I’ve also experienced women who choose not to have children being called selfish. Whether a woman decides she doesn’t want a baby because of her career, because she values her sleep or because she’d rather not be tied down, I can’t see how this is a selfish decision. Again, I’ve never heard a man be called selfish if he doesn’t have children and doesn’t want to. If anything, having lots of children when the planet has such overpopulation issues can be considered a selfish decision, but it’s very rarely that this will be brought up. Society believes that all women want, and should have children, and any that don’t aren’t ‘normal’.

As a feminist I strongly believe in choice. If a woman wants to and is able to be a stay at home mum, then she should completely do so, and her contribution to society should be valued much higher as raising children is incredibly difficult. If a woman wants to have children and a career, then society should be structured in a way that no only allows this to happen, but actually makes it easier to combine both. If a woman doesn’t want children then she should never be criticised, and she should never be seen as less of a woman because of it, I know plenty of people who believe that having a child is the mark of womanhood, and this is wrong. There are lots of amazing things in life, and having children is only one of them.

It shouldn’t just be a question of having it all and how to achieve that, but also a question of “is having it all right for everyone?” I think for a lot of women, it isn’t, and that is okay. Feminism is about having the freedom to choose, and being supported in that decision.

What about you? How do you feel about having it all?

3 comments:

  1. I def think 'having it all' is something that puts people under a lot of unnecessary stress on a daily basis. I'm currently working 3 jobs, one involves 6am starts and 10pm finishes, writing a daily blog and planing a wedding and on top of that I put myself under pressure to socialise with my friends regularly, spend time with my partner, keep our apartment tidy and our clothes washed, exercise daily, cook daily dinners from scratch. I know i could make things easier for myself, for example one of my jobs is voluntary and i could quit it, i could cut down on blogging and i could have the occasional microwaved meal but i think theres a huge pressure on women in society to have to get on with all this stuff.
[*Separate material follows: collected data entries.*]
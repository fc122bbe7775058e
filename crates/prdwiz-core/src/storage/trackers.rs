//! Implementation tracker namespace, keyed by the owning document id.

use log::debug;

use super::{BlobStore, FileBlobStore};
use crate::{
    error::{PrdError, Result},
    models::Tracker,
};

#[derive(Debug, Clone)]
pub struct TrackerStore<B = FileBlobStore> {
    blobs: B,
}

impl<B: BlobStore> TrackerStore<B> {
    pub fn new(blobs: B) -> Self {
        Self { blobs }
    }

    /// The tracker stored for `prd_id`, if any.
    pub fn get(&self, prd_id: &str) -> Result<Option<Tracker>> {
        let Some(contents) = self.blobs.read(prd_id)? else {
            return Ok(None);
        };
        serde_json::from_str(&contents)
            .map(Some)
            .map_err(|source| PrdError::MalformedBlob {
                key: prd_id.to_string(),
                source,
            })
    }

    /// Replace the whole tracker blob for `prd_id`.
    pub fn put(&self, prd_id: &str, tracker: &Tracker) -> Result<()> {
        let json = serde_json::to_string_pretty(tracker)?;
        self.blobs.write(prd_id, &json)?;
        debug!("Saved tracker for {prd_id}");
        Ok(())
    }

    pub fn delete(&self, prd_id: &str) -> Result<bool> {
        self.blobs.remove(prd_id)
    }
}
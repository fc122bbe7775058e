//! Status enumerations for tracker stages and proofs.

use std::str::FromStr;

#[cfg(feature = "schema")]
use schemars::JsonSchema;
use serde::{Deserialize, Serialize};

/// Type-safe enumeration of stage statuses.
///
/// A stage's status is never set directly; it is derived from the completion
/// flags of its subtasks via [`StageStatus::from_completion`].
#[derive(Debug, Clone, Copy, Serialize, Deserialize, PartialEq, Eq, Default)]
#[cfg_attr(feature = "schema", derive(JsonSchema))]
#[serde(rename_all = "snake_case")]
pub enum StageStatus {
    /// No subtask is completed
    #[default]
    NotStarted,

    /// Some, but not all, subtasks are completed
    InProgress,

    /// Every subtask is completed
    Completed,
}

impl StageStatus {
    /// Derive the status from a completed/total subtask count.
    ///
    /// Zero completed subtasks is `NotStarted` even for an empty stage.
    ///
    /// # Examples
    ///
    /// ```rust
    /// use prdwiz_core::models::StageStatus;
    ///
    /// assert_eq!(StageStatus::from_completion(0, 2), StageStatus::NotStarted);
    /// assert_eq!(StageStatus::from_completion(1, 2), StageStatus::InProgress);
    /// assert_eq!(StageStatus::from_completion(2, 2), StageStatus::Completed);
    /// ```
    pub fn from_completion(completed: usize, total: usize) -> Self {
        if completed == 0 {
            StageStatus::NotStarted
        } else if completed == total {
            StageStatus::Completed
        } else {
            StageStatus::InProgress
        }
    }

    /// Serialized string representation.
    pub fn as_str(&self) -> &'static str {
        match self {
            StageStatus::NotStarted => "not_started",
            StageStatus::InProgress => "in_progress",
            StageStatus::Completed => "completed",
        }
    }

    /// Get status with consistent icon formatting for display.
    ///
    /// # Examples
    ///
    /// ```rust
    /// use prdwiz_core::models::StageStatus;
    ///
    /// assert_eq!(StageStatus::Completed.with_icon(), "✓ Completed");
    /// assert_eq!(StageStatus::InProgress.with_icon(), "➤ In Progress");
    /// assert_eq!(StageStatus::NotStarted.with_icon(), "○ Not Started");
    /// ```
    pub fn with_icon(&self) -> &'static str {
        match self {
            StageStatus::Completed => "✓ Completed",
            StageStatus::InProgress => "➤ In Progress",
            StageStatus::NotStarted => "○ Not Started",
        }
    }
}

impl FromStr for StageStatus {
    type Err = String;

    fn from_str(s: &str) -> Result<Self, Self::Err> {
        match s.to_lowercase().as_str() {
            "not_started" | "notstarted" => Ok(StageStatus::NotStarted),
            "in_progress" | "inprogress" => Ok(StageStatus::InProgress),
            "completed" => Ok(StageStatus::Completed),
            _ => Err(format!("Invalid stage status: {s}")),
        }
    }
}

/// Kind of evidence attached to a stage.
#[derive(Debug, Clone, Copy, Serialize, Deserialize, PartialEq, Eq)]
#[cfg_attr(feature = "schema", derive(JsonSchema))]
#[serde(rename_all = "lowercase")]
pub enum ProofKind {
    /// An inline `data:` URL holding an image
    Screenshot,

    /// A plain URL
    Link,
}

impl ProofKind {
    pub fn as_str(&self) -> &'static str {
        match self {
            ProofKind::Screenshot => "screenshot",
            ProofKind::Link => "link",
        }
    }
}

impl FromStr for ProofKind {
    type Err = String;

    fn from_str(s: &str) -> Result<Self, Self::Err> {
        match s.to_lowercase().as_str() {
            "screenshot" => Ok(ProofKind::Screenshot),
            "link" => Ok(ProofKind::Link),
            _ => Err(format!("Invalid proof type: {s}")),
        }
    }
}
    My partner works very hard but he works a regular 9-5 job and when he comes home in the evening he has the whole evening to chill out and watch tv or whatever. We share the chores 50/50 however its him that receives the praise from family and friends, commenting that i should consider myself lucky to have a man that helps me out! The insinuation of course is that he HELPS me out because the chores are MY job in the first place. On the occasion that i don't cook him dinner (he hates spinach and i love it therefore at least on a weekly basis he won't like what i've cooked) i get berated from my mum for not cooking him an alternative dinner, not even considering how much more time i would have to spend cooking a completely different meal from scratch. There's even been suggestions i should only eat meals that Chris likes!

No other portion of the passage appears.